======== Supplied records

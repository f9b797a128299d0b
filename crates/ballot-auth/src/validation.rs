//! Registration credential rules.
//!
//! Usernames: 4-20 characters from `[A-Za-z0-9_-]`, not starting with a
//! digit or underscore. Passwords: 8-20 characters from the alphanumeric set
//! plus `@#$%^&+=!*_`, with at least one uppercase letter, one lowercase
//! letter, one digit and one special character.

/// Special characters accepted (and one required) in passwords.
const PASSWORD_SPECIALS: &str = "@#$%^&+=!*_";

/// Returns `true` if the username satisfies the registration rules.
#[must_use]
pub fn username_is_valid(username: &str) -> bool {
    let len = username.chars().count();
    if !(4..=20).contains(&len) {
        return false;
    }
    let Some(first) = username.chars().next() else {
        return false;
    };
    if first.is_ascii_digit() || first == '_' {
        return false;
    }
    username
        .chars()
        .all(|c| c.is_ascii_alphanumeric() || c == '_' || c == '-')
}

/// Returns `true` if the password satisfies the registration rules.
#[must_use]
pub fn password_is_valid(password: &str) -> bool {
    let len = password.chars().count();
    if !(8..=20).contains(&len) {
        return false;
    }
    if !password
        .chars()
        .all(|c| c.is_ascii_alphanumeric() || PASSWORD_SPECIALS.contains(c))
    {
        return false;
    }
    password.chars().any(|c| c.is_ascii_uppercase())
        && password.chars().any(|c| c.is_ascii_lowercase())
        && password.chars().any(|c| c.is_ascii_digit())
        && password.chars().any(|c| PASSWORD_SPECIALS.contains(c))
}

/// Returns `true` if both username and password satisfy the rules.
#[must_use]
pub fn credentials_are_valid(username: &str, password: &str) -> bool {
    username_is_valid(username) && password_is_valid(password)
}

#[cfg(test)]
mod tests {
    use super::*;

    #[test]
    fn test_valid_usernames() {
        assert!(username_is_valid("alice01"));
        assert!(username_is_valid("backendUnitTest"));
        assert!(username_is_valid("a-b_c"));
        assert!(username_is_valid("-dash"));
    }

    #[test]
    fn test_invalid_usernames() {
        assert!(!username_is_valid("ran")); // too short
        assert!(!username_is_valid("a".repeat(21).as_str())); // too long
        assert!(!username_is_valid("3randomUser")); // starts with digit
        assert!(!username_is_valid("_random")); // starts with underscore
        assert!(!username_is_valid("random User")); // whitespace
        assert!(!username_is_valid("alice01#")); // '#' not allowed
    }

    #[test]
    fn test_valid_passwords() {
        assert!(password_is_valid("Passw0rd!1"));
        assert!(password_is_valid("unitTest#0001"));
        assert!(password_is_valid("Aa1@aaaa"));
    }

    #[test]
    fn test_invalid_passwords() {
        assert!(!password_is_valid("Aa1@aaa")); // too short
        assert!(!password_is_valid(&format!("Aa1@{}", "a".repeat(17)))); // too long
        assert!(!password_is_valid("passw0rd!1")); // no uppercase
        assert!(!password_is_valid("PASSW0RD!1")); // no lowercase
        assert!(!password_is_valid("Password!!")); // no digit
        assert!(!password_is_valid("Passw0rd11")); // no special
        assert!(!password_is_valid("Passw0rd! 1")); // whitespace not allowed
    }

    #[test]
    fn test_credentials_are_valid() {
        assert!(credentials_are_valid("alice01", "Passw0rd!1"));
        assert!(!credentials_are_valid("alice01#", "Passw0rd!1"));
        assert!(!credentials_are_valid("alice01", "weak"));
    }
}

================

=== What the exercise asks ===
Select every line of the records holding the string "true".

=== The completed task ===
/// Returns `true` if the username satisfies the registration rules.
/// Returns `true` if the password satisfies the registration rules.
/// Returns `true` if both username and password satisfy the rules.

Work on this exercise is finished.